Hi,
I had a cfml application running on mysql database. Can some suggest a realtime backup solution via ftp say every 5mins without damaging the database?
Thanks
regards
From: CentOS List centoslist@gmail.com
I had a cfml application running on mysql database. Can some suggest a realtime backup solution via ftp say every 5mins without damaging the database?
Wouldn't a simple mysqldump work? http://dev.mysql.com/doc/refman/5.0/en/mysqldump.html
JD
----- Original Message ----
From: John Doe jdmls@yahoo.com To: CentOS mailing list centos@centos.org Sent: Wednesday, February 18, 2009 5:40:48 PM Subject: Re: [CentOS] realtime backup
From: CentOS List
I had a cfml application running on mysql database. Can some suggest a realtime backup solution via ftp say every 5mins without damaging the database?

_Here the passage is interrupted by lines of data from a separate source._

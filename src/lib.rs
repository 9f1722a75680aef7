//! Quarry - a single-node relational storage engine
//!
//! Tables live in heap files of fixed-size pages. Every page read or write
//! goes through one shared buffer pool, and queries are trees of pull-based
//! operators that stream tuples without materializing intermediate results.
//!
//! # Architecture
//!
//! - **Tuples** (`tuple`): fixed-width field types, values, `TupleDesc` and `Tuple`
//!
//! - **Storage Layer** (`storage`): on-disk page format and per-table files
//!   - `HeapPage`: occupancy bitmap followed by fixed-width tuple slots
//!   - `HeapFile`: a table's pages at offset `page_no * page_size`
//!   - `HeapFileIterator`: page-by-page scan through the buffer pool
//!
//! - **Buffer Pool** (`buffer`): the only cache of page state
//!   - `BufferPool`: bounded page cache with dirty write-back on eviction
//!   - `LruReplacer`: strict least-recently-used ordering
//!   - `LockManager`: page lock hooks, no-op by default
//!
//! - **Catalog** (`catalog`): in-memory registry of tables
//!
//! - **Execution** (`execution`): `SeqScan`, `Filter`, `Insert`, `Delete`
//!   and `Aggregate` over the `OpIterator` protocol
//!
//! # Example
//!
//! ```rust,no_run
//! use quarry::execution::{collect_tuples, Aggregate, AggregateOp, OpIterator, SeqScan};
//! use quarry::tuple::{DataType, TupleDesc};
//! use quarry::{Config, Database, TransactionId};
//!
//! let db = Database::new(Config::default());
//! let desc = TupleDesc::builder()
//!     .field("id", DataType::Integer)
//!     .field("price", DataType::Integer)
//!     .build_arc()
//!     .unwrap();
//! let table = db.create_table("items", "items.dat", desc, Some("id")).unwrap();
//!
//! let tid = TransactionId::new();
//! let scan = SeqScan::new(db.buffer_pool().clone(), tid, table, "i").unwrap();
//! let mut sum = Aggregate::new(Box::new(scan), 1, None, AggregateOp::Sum).unwrap();
//! sum.open().unwrap();
//! for tuple in collect_tuples(&mut sum).unwrap() {
//!     println!("{}", tuple);
//! }
//! ```

pub mod buffer;
pub mod catalog;
pub mod common;
pub mod database;
pub mod execution;
pub mod storage;
pub mod tuple;

pub use common::{
    Config, ErrorKind, PageId, Permissions, QuarryError, RecordId, Result, SlotId, TableId,
    TransactionId,
};
pub use database::Database;
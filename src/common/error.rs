use thiserror::Error;

use super::types::{PageId, TableId, TransactionId};

/// Broad classification of a [`QuarryError`].
#[derive(Debug, Clone, Copy, PartialEq, Eq)]
pub enum ErrorKind {
    Storage,
    Schema,
    Index,
    NoSuchElement,
    BufferPoolFull,
    TransactionAborted,
}

/// Database error types
#[derive(Error, Debug)]
pub enum QuarryError {
    #[error("I/O error: {0}")]
    Io(#[from] std::io::Error),

    #[error("{page_id} is beyond the end of the file ({num_pages} pages)")]
    PageOutOfBounds { page_id: PageId, num_pages: u32 },

    #[error("{page_id} does not belong to table {table_id}")]
    ForeignPage { page_id: PageId, table_id: TableId },

    #[error("Schema error: {0}")]
    Schema(String),

    #[error("Index {index} out of range for length {len}")]
    IndexOutOfRange { index: usize, len: usize },

    #[error("Invalid slot ID: {0}")]
    InvalidSlotId(u16),

    #[error("No such element: {0}")]
    NoSuchElement(String),

    #[error("Table {0} not found")]
    TableNotFound(TableId),

    #[error("Table '{0}' not found")]
    TableNameNotFound(String),

    #[error("Iterator is not open")]
    IteratorNotOpen,

    #[error("Buffer pool is full, no evictable pages available")]
    BufferPoolFull,

    #[error("Page {0} is full")]
    PageFull(PageId),

    #[error("Slot {slot} of {page_id} is empty")]
    EmptySlot { page_id: PageId, slot: u16 },

    #[error("Tuple has no record id")]
    MissingRecordId,

    #[error("Record {record_page} is not stored on {page_id}")]
    RecordNotOnPage { record_page: PageId, page_id: PageId },

    #[error("Transaction {0} aborted")]
    TransactionAborted(TransactionId),
}

impl QuarryError {
    /// Returns the kind this error is reported as.
    pub fn kind(&self) -> ErrorKind {
        match self {
            QuarryError::Io(_)
            | QuarryError::PageOutOfBounds { .. }
            | QuarryError::ForeignPage { .. }
            | QuarryError::PageFull(_)
            | QuarryError::EmptySlot { .. }
            | QuarryError::MissingRecordId
            | QuarryError::RecordNotOnPage { .. } => ErrorKind::Storage,
            QuarryError::Schema(_) => ErrorKind::Schema,
            QuarryError::IndexOutOfRange { .. } | QuarryError::InvalidSlotId(_) => {
                ErrorKind::Index
            }
            QuarryError::NoSuchElement(_)
            | QuarryError::TableNotFound(_)
            | QuarryError::TableNameNotFound(_)
            | QuarryError::IteratorNotOpen => ErrorKind::NoSuchElement,
            QuarryError::BufferPoolFull => ErrorKind::BufferPoolFull,
            QuarryError::TransactionAborted(_) => ErrorKind::TransactionAborted,
        }
    }

    pub(crate) fn schema(msg: impl Into<String>) -> Self {
        QuarryError::Schema(msg.into())
    }
}

pub type Result<T> = std::result::Result<T, QuarryError>;
//! Integration tests for heap files and their iterators

use std::sync::Arc;

use quarry::buffer::BufferPool;
use quarry::catalog::Catalog;
use quarry::common::{PageId, Permissions, QuarryError, TableId, TransactionId};
use quarry::storage::disk::HeapFile;
use quarry::storage::page::HeapPage;
use quarry::tuple::{DataType, Tuple, TupleDesc, Value};
use tempfile::TempDir;

/// Five INTEGER fields: 20-byte tuples, 203 per 4 KB page.
fn wide_desc() -> Arc<TupleDesc> {
    TupleDesc::from_types(&[DataType::Integer; 5]).unwrap().into_arc()
}

fn wide_tuple(desc: &Arc<TupleDesc>, i: i32) -> Tuple {
    Tuple::new(desc.clone(), (0..5).map(|f| Value::Integer(i * 10 + f)).collect()).unwrap()
}

fn setup(capacity: usize) -> (Arc<BufferPool>, TableId, TempDir) {
    let dir = TempDir::new().unwrap();
    let catalog = Arc::new(Catalog::new(4096));
    let table = catalog
        .create_table("wide", dir.path().join("wide.dat"), wide_desc(), None)
        .unwrap();
    (Arc::new(BufferPool::new(capacity, catalog)), table, dir)
}

#[test]
fn test_overflowing_one_page_appends_a_second() {
    let (pool, table, _dir) = setup(10);
    let desc = wide_desc();
    let per_page = HeapPage::num_slots_for(4096, desc.size());
    assert_eq!(per_page, 203);

    let tid = TransactionId::new();
    for i in 0..=per_page as i32 {
        let mut t = wide_tuple(&desc, i);
        pool.insert_tuple(tid, table, &mut t).unwrap();
    }

    let file = pool.catalog().database_file(table).unwrap();
    assert_eq!(file.num_pages().unwrap(), 2);

    let first = pool
        .get_page(tid, PageId::new(table, 0), Permissions::ReadOnly)
        .unwrap();
    assert_eq!(first.read().num_empty_slots(), 0);
    let second = pool
        .get_page(tid, PageId::new(table, 1), Permissions::ReadOnly)
        .unwrap();
    assert_eq!(second.read().iter().count(), 1);
}

#[test]
fn test_iterator_visits_every_live_tuple_in_order() {
    let (pool, table, _dir) = setup(3);
    let desc = wide_desc();
    let tid = TransactionId::new();
    let mut stored = Vec::new();
    for i in 0..500 {
        let mut t = wide_tuple(&desc, i);
        pool.insert_tuple(tid, table, &mut t).unwrap();
        stored.push(t);
    }
    // drop every third tuple
    for t in stored.iter().step_by(3) {
        pool.delete_tuple(tid, t).unwrap();
    }

    let file = pool.catalog().database_file(table).unwrap();
    let mut it = file.iterator(pool.clone(), tid);
    it.open().unwrap();
    let seen: Vec<Tuple> = it.by_ref().collect::<Result<_, _>>().unwrap();
    let expected: Vec<&Tuple> = stored
        .iter()
        .enumerate()
        .filter(|(i, _)| i % 3 != 0)
        .map(|(_, t)| t)
        .collect();
    assert_eq!(seen.len(), expected.len());
    for (got, want) in seen.iter().zip(&expected) {
        assert_eq!(got, *want);
        assert_eq!(got.record_id(), want.record_id());
    }

    assert!(!it.has_next().unwrap());
    assert!(matches!(it.next(), Err(QuarryError::NoSuchElement(_))));

    it.rewind().unwrap();
    assert_eq!(it.by_ref().count(), expected.len());
}

#[test]
fn test_iterator_lifecycle() {
    let (pool, table, _dir) = setup(4);
    let file = pool.catalog().database_file(table).unwrap();
    let tid = TransactionId::new();

    // closed: nothing to report, next is an error
    let mut it = file.iterator(pool.clone(), tid);
    assert!(!it.has_next().unwrap());
    assert!(matches!(it.next(), Err(QuarryError::IteratorNotOpen)));

    // an empty file opens to an exhausted scan
    it.open().unwrap();
    assert!(!it.has_next().unwrap());

    let mut t = wide_tuple(&wide_desc(), 1);
    pool.insert_tuple(tid, table, &mut t).unwrap();
    it.rewind().unwrap();
    for _ in 0..3 {
        assert!(it.has_next().unwrap());
    }
    it.close();
    assert!(!it.is_open());
    assert!(!it.has_next().unwrap());
}

#[test]
fn test_read_page_bounds() {
    let (pool, table, _dir) = setup(4);
    let file = pool.catalog().database_file(table).unwrap();
    assert!(matches!(
        file.read_page(PageId::new(table, 0)),
        Err(QuarryError::PageOutOfBounds { num_pages: 0, .. })
    ));
    assert!(matches!(
        file.read_page(PageId::new(TableId::new(999), 0)),
        Err(QuarryError::ForeignPage { .. })
    ));
}

#[test]
fn test_pages_survive_reopen() {
    let dir = TempDir::new().unwrap();
    let path = dir.path().join("t.dat");
    let desc = wide_desc();
    let table = TableId::new(1);

    {
        let file = HeapFile::open(table, &path, desc.clone(), 4096).unwrap();
        let mut page = HeapPage::empty(PageId::new(table, 0), desc.clone(), 4096);
        page.insert_tuple(wide_tuple(&desc, 4)).unwrap();
        page.insert_tuple(wide_tuple(&desc, 5)).unwrap();
        file.write_page(&page).unwrap();
        file.write_page(&HeapPage::empty(PageId::new(table, 1), desc.clone(), 4096))
            .unwrap();
    }

    let file = HeapFile::open(table, &path, desc.clone(), 4096).unwrap();
    assert_eq!(file.num_pages().unwrap(), 2);
    let page = file.read_page(PageId::new(table, 0)).unwrap();
    let values: Vec<_> = page.iter().map(|t| t.field(0).unwrap().clone()).collect();
    assert_eq!(values, vec![Value::Integer(40), Value::Integer(50)]);
    assert_eq!(file.read_page(PageId::new(table, 1)).unwrap().iter().count(), 0);
}

#[test]
fn test_insert_rejects_foreign_schema() {
    let (pool, table, _dir) = setup(4);
    let other = TupleDesc::from_types(&[DataType::Boolean]).unwrap().into_arc();
    let mut t = Tuple::new(other, vec![Value::Boolean(true)]).unwrap();
    let err = pool
        .insert_tuple(TransactionId::new(), table, &mut t)
        .unwrap_err();
    assert!(matches!(err, QuarryError::Schema(_)));
    assert_eq!(t.record_id(), None);
}

#[test]
fn test_delete_twice_reports_empty_slot() {
    let (pool, table, _dir) = setup(4);
    let tid = TransactionId::new();
    let mut t = wide_tuple(&wide_desc(), 9);
    pool.insert_tuple(tid, table, &mut t).unwrap();
    pool.delete_tuple(tid, &t).unwrap();
    assert!(matches!(
        pool.delete_tuple(tid, &t),
        Err(QuarryError::EmptySlot { .. })
    ));

    let unplaced = wide_tuple(&wide_desc(), 9);
    assert!(matches!(
        pool.delete_tuple(tid, &unplaced),
        Err(QuarryError::MissingRecordId)
    ));
}

#[test]
fn test_create_table_rejects_page_too_small_for_tuple() {
    let dir = TempDir::new().unwrap();
    let catalog = Catalog::new(64);
    let desc = TupleDesc::from_types(&[DataType::text()]).unwrap().into_arc();
    let path = dir.path().join("narrow.dat");

    let err = catalog
        .create_table("narrow", &path, desc, None)
        .unwrap_err();
    assert!(matches!(err, QuarryError::Schema(_)));
    assert!(catalog.table_id("narrow").is_err());
    assert!(!path.exists());
}

#[test]
fn test_create_table_rejects_zero_page_size() {
    let dir = TempDir::new().unwrap();
    let catalog = Catalog::new(0);
    let err = catalog
        .create_table("t", dir.path().join("t.dat"), wide_desc(), None)
        .unwrap_err();
    assert_eq!(err.kind(), quarry::ErrorKind::Schema);
}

Wouldn't a simple mysqldump work? http://dev.mysql.com/doc/refman/5.0/en/mysqldump.html
JD
not if there are innodb tables?
CentOS List wrote:
Hi,
I had a cfml application running on mysql database. Can some suggest a realtime backup solution via ftp say every 5mins without damaging the database?
Thanks
regards
Sorry but i see two conflicting ideas in the same sentence : 'realtime' and 'every 5 mins' .. ;-) Why not using a MySQL replication (Master/Slave) between the two nodes ? And if you don't feel confident about configuring that, why just not using Drbd between those two nodes ? realtime replication , whatever runs on top of the filesystem (DB, files, Mailboxes, etc ...)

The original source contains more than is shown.